Conocido por sus enormes rectángulos de color con bordes desdibujados, Mark Rothko vivió escapando de la celebridad. A cuatro décadas de su muerte, su figura ha sido rescatada por una gran exposición en Londres y otra en Berlín. Por María Jesús Carvallo.

  • 19 febrero, 2009

 

Conocido por sus enormes rectángulos de color con bordes desdibujados, Mark Rothko vivió escapando de la celebridad. A cuatro décadas de su muerte, su figura ha sido rescatada por una gran exposición en Londres y otra en Berlín. Por María Jesús Carvallo.

Fue una de las exposiciones más esperadas del año pasado y también una de las más visitadas. Luego de décadas de expectativas, los ingleses tuvieron el placer de presenciar en gloria y majestad al norteamericano Mark Rothko. La Tate Modern de Londres tuvo la agudeza de reunir lo mejor de sus creaciones y rendirle un homenaje como corresponde a un artista cuya figura no hace sino crecer a 39 años de su muerte.

Y ahora es el turno de Berlín, donde se presenta una muestra que vincula al máximo representante del expresionismo abstracto con uno de los maestros del Renacimiento italiano, Giotto di Bondone. En la Gemäldegalerie de la capital alemana la exposición busca subrayar la influencia que en el creador estadounidense tuvo el arte italiano de hace seis siglos. Rothko viajó varias veces a Italia y aprendió de los renacentistas el misticismo, la plasticidad y la forma de organizar el espacio.

Markus Rothkowitz nació en Letonia a principios de 1900, pero pasó gran parte de su vida en los Estados Unidos. Los críticos lo califican como un luchador, un artista “puertas adentro”, según el galerista Tomás Andreu. Hay artistas que se dedican a crear en la intimidad más profunda de su taller, sin esperar nada a cambio, y uno de ellos fue Rothko.

La muestra londinense –de la que aún puede verse en Internet una parte en www.tate.org.uk– estuvo compuesta por alrededor de 50 trabajos, entre ellos un grupo de 15 telas de la polémica serie “Seagram”. La historia de estas obras refleja su personalidad: los dueños de un rascacielos de Manhattan le encargaron un par de pinturas para decorar el restaurante que se encontraba en el primer piso.

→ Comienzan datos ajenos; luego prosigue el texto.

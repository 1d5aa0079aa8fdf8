//! Clock implementations for the frame loop

use std::time::{Duration, Instant};

use parallax_core::FrameDelta;

/// Anything that can hand out the delta for the next frame
pub trait FrameSource {
    /// Advance to the next frame and return the elapsed time
    fn next_delta(&mut self) -> FrameDelta;

    /// Frames produced so far
    fn frames(&self) -> u64;
}

/// Frame clock configuration
#[derive(Clone, Debug, Default)]
pub struct FrameClockConfig {
    /// Upper bound for a single delta (e.g. after tab re-focus).
    /// `None` passes the raw elapsed time through; the interpolator clamps
    /// its blend factor either way.
    pub max_delta: Option<Duration>,
}

impl FrameClockConfig {
    /// Cap deltas at 100ms so a long stall reads as a few quick frames
    pub fn capped() -> Self {
        FrameClockConfig {
            max_delta: Some(Duration::from_millis(100)),
        }
    }
}

/// Wall-clock frame timer
/// INVARIANT: deltas are monotonic-clock differences, never negative
#[derive(Debug)]
pub struct FrameClock {
    /// Instant of the previous frame (None before the first frame)
    last_frame: Option<Instant>,
    /// Frames ticked so far
    frames: u64,
    config: FrameClockConfig,
}

impl FrameClock {
    /// Create a clock with no stall cap
    pub fn new() -> Self {
        Self::with_config(FrameClockConfig::default())
    }

    pub fn with_config(config: FrameClockConfig) -> Self {
        FrameClock {
            last_frame: None,
            frames: 0,
            config,
        }
    }

    /// Advance using the OS monotonic clock
    pub fn tick(&mut self) -> FrameDelta {
        self.tick_at(Instant::now())
    }

    /// Advance to an explicit instant. The first frame yields a zero delta.
    pub fn tick_at(&mut self, now: Instant) -> FrameDelta {
        let elapsed = match self.last_frame {
            // saturating: an instant earlier than the last frame counts as zero
            Some(last) => now.saturating_duration_since(last),
            None => Duration::ZERO,
        };
        let elapsed = match self.config.max_delta {
            Some(cap) => elapsed.min(cap),
            None => elapsed,
        };

        self.last_frame = Some(now);
        self.frames += 1;
        FrameDelta::from_duration(elapsed)
    }

    /// Forget the previous frame so the next tick yields zero
    pub fn reset(&mut self) {
        self.last_frame = None;
    }
}

impl Default for FrameClock {
    fn default() -> Self {
        Self::new()
    }
}

impl FrameSource for FrameClock {
    fn next_delta(&mut self) -> FrameDelta {
        self.tick()
    }

    fn frames(&self) -> u64 {
        self.frames
    }
}

/// Fixed-step clock - every frame lasts exactly `step`
#[derive(Debug, Clone)]
pub struct SteppedClock {
    step: FrameDelta,
    frames: u64,
}

impl SteppedClock {
    pub fn new(step: FrameDelta) -> Self {
        SteppedClock { step, frames: 0 }
    }

    /// 60 frames per second
    pub fn sixty_hz() -> Self {
        Self::new(FrameDelta::from_secs_f32(1.0 / 60.0))
    }

    pub fn step(&self) -> FrameDelta {
        self.step
    }

    /// Simulated time elapsed so far, in seconds
    pub fn elapsed_secs(&self) -> f32 {
        self.step.as_secs_f32() * self.frames as f32
    }
}

impl FrameSource for SteppedClock {
    fn next_delta(&mut self) -> FrameDelta {
        self.frames += 1;
        self.step
    }

    fn frames(&self) -> u64 {
        self.frames
    }
}

#[cfg(test)]
mod tests {
    use super::*;

    #[test]
    fn test_first_tick_is_zero() {
        let mut clock = FrameClock::new();
        let start = Instant::now();

        assert!(clock.tick_at(start).is_zero());

        let delta = clock.tick_at(start + Duration::from_millis(16));
        assert!((delta.as_secs_f32() - 0.016).abs() < 1e-4);
        assert_eq!(clock.frames(), 2);
    }

    #[test]
    fn test_backwards_instant_is_zero() {
        let mut clock = FrameClock::new();
        let start = Instant::now() + Duration::from_secs(1);

        clock.tick_at(start);
        let delta = clock.tick_at(start - Duration::from_millis(5));
        assert!(delta.is_zero());
    }

    #[test]
    fn test_capped_clock() {
        let mut clock = FrameClock::with_config(FrameClockConfig::capped());
        let start = Instant::now();

        clock.tick_at(start);
        let delta = clock.tick_at(start + Duration::from_secs(5));
        assert!((delta.as_secs_f32() - 0.1).abs() < 1e-4);
    }

    #[test]
    fn test_reset_restarts_delta() {
        let mut clock = FrameClock::new();
        let start = Instant::now();

        clock.tick_at(start);
        clock.reset();
        assert!(clock.tick_at(start + Duration::from_secs(2)).is_zero());
    }

    #[test]
    fn test_stepped_clock() {
        let mut clock = SteppedClock::new(FrameDelta::from_millis(100));
        for _ in 0..10 {
            assert!((clock.next_delta().as_secs_f32() - 0.1).abs() < 1e-6);
        }
        assert_eq!(clock.frames(), 10);
        assert!((clock.elapsed_secs() - 1.0).abs() < 1e-5);
    }
}
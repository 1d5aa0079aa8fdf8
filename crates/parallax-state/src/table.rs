//! Pose table and validated page setup

use std::collections::{HashMap, HashSet};

use parallax_core::{ParallaxError, ParallaxResult, Pose, SectionDescriptor, SectionId};

/// Static mapping from section id to target pose
///
/// INVARIANT: the home id always has an entry and every stored pose is valid
#[derive(Debug, Clone)]
pub struct PoseTable {
    home: SectionId,
    poses: HashMap<SectionId, Pose>,
}

impl PoseTable {
    /// Create a table holding only the home pose
    pub fn new(home: SectionId, home_pose: Pose) -> ParallaxResult<Self> {
        check_pose(&home, &home_pose)?;
        let mut poses = HashMap::new();
        poses.insert(home.clone(), home_pose);
        Ok(PoseTable { home, poses })
    }

    /// Build from entries that are known to be valid and include `home`
    pub(crate) fn from_validated(home: SectionId, poses: HashMap<SectionId, Pose>) -> Self {
        PoseTable { home, poses }
    }

    /// Insert or replace the pose of a section
    pub fn insert(&mut self, section: SectionId, pose: Pose) -> ParallaxResult<()> {
        check_pose(&section, &pose)?;
        self.poses.insert(section, pose);
        Ok(())
    }

    pub fn get(&self, section: &str) -> Option<&Pose> {
        self.poses.get(section)
    }

    pub fn contains(&self, section: &str) -> bool {
        self.poses.contains_key(section)
    }

    pub fn home(&self) -> &SectionId {
        &self.home
    }

    pub fn home_pose(&self) -> Pose {
        // present by construction
        self.poses.get(&self.home).copied().unwrap_or_default()
    }

    pub fn len(&self) -> usize {
        self.poses.len()
    }

    pub fn is_empty(&self) -> bool {
        self.poses.is_empty()
    }

    pub fn iter(&self) -> impl Iterator<Item = (&SectionId, &Pose)> {
        self.poses.iter()
    }
}

fn check_pose(section: &SectionId, pose: &Pose) -> ParallaxResult<()> {
    if section.is_empty() {
        return Err(ParallaxError::EmptySectionId);
    }
    if !pose.is_finite() {
        return Err(ParallaxError::InvalidPose {
            section: section.clone(),
            reason: "non-finite component",
        });
    }
    if pose.scale <= 0.0 {
        return Err(ParallaxError::InvalidPose {
            section: section.clone(),
            reason: "scale must be positive",
        });
    }
    Ok(())
}

/// Pose table plus section descriptors, checked against each other
///
/// Built once at startup and never mutated afterwards.
#[derive(Debug, Clone)]
pub struct PageSetup {
    table: PoseTable,
    sections: Vec<SectionDescriptor>,
}

impl PageSetup {
    /// Validate a page: poses well-formed, home present, descriptors valid
    /// and unique, and every descriptor backed by a pose.
    pub fn validate<I>(home: SectionId, poses: I, sections: Vec<SectionDescriptor>) -> ParallaxResult<Self>
    where
        I: IntoIterator<Item = (SectionId, Pose)>,
    {
        let mut entries: HashMap<SectionId, Pose> = HashMap::new();
        for (section, pose) in poses {
            check_pose(&section, &pose)?;
            entries.insert(section, pose);
        }

        let home_pose = entries
            .remove(&home)
            .ok_or_else(|| ParallaxError::MissingHomePose { home: home.clone() })?;
        let mut table = PoseTable::new(home, home_pose)?;
        for (section, pose) in entries {
            table.insert(section, pose)?;
        }

        let mut seen = HashSet::new();
        for descriptor in &sections {
            descriptor.validate()?;
            if !seen.insert(descriptor.id.clone()) {
                return Err(ParallaxError::DuplicateSection(descriptor.id.clone()));
            }
            if !table.contains(descriptor.id.as_str()) {
                return Err(ParallaxError::UnknownPose {
                    section: descriptor.id.clone(),
                });
            }
        }

        tracing::debug!(
            home = %table.home(),
            poses = table.len(),
            sections = sections.len(),
            "page setup validated"
        );
        Ok(PageSetup { table, sections })
    }

    /// Assemble parts that are known to be valid (built-in catalogs)
    pub(crate) fn from_parts(table: PoseTable, sections: Vec<SectionDescriptor>) -> Self {
        PageSetup { table, sections }
    }

    pub fn table(&self) -> &PoseTable {
        &self.table
    }

    pub fn sections(&self) -> &[SectionDescriptor] {
        &self.sections
    }

    pub fn home(&self) -> &SectionId {
        self.table.home()
    }

    pub fn home_pose(&self) -> Pose {
        self.table.home_pose()
    }
}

Buscaban darle al lugar un look moderno. Pero cuando Rothko entendió que la gente no iba a mirar sus obras sino a disfrutar de la comida, se arrepintió y decidió no entregar lo pactado. Su trabajo no era para decorar.

Paradójicamente, en el minuto más complicado de su vida –era alcohólico y depresivo– alcanzó la fama. Una vez que dejó a un lado los tonos amarillos y ocres y se centró más en los rojos oscuros, cafés, violetas y negros –siempre en telas de gran formato, llenas de veladuras y trazos firmes– el público y los entendidos empezaron a entusiasmarse con su trabajo.

Rothko no fue capaz de soportarlo y terminó suicidándose en 1970, justo un año después de que había hecho una importante donación, justamente a la Tate Modern de Londres, de algunas creaciones de la ya comentada serie “Seagram”. Aunque con varias décadas de retraso, los británicos decidieron reunir lo mejor de su obra y otorgarle el sitial que se merece entre los grandes del siglo XX.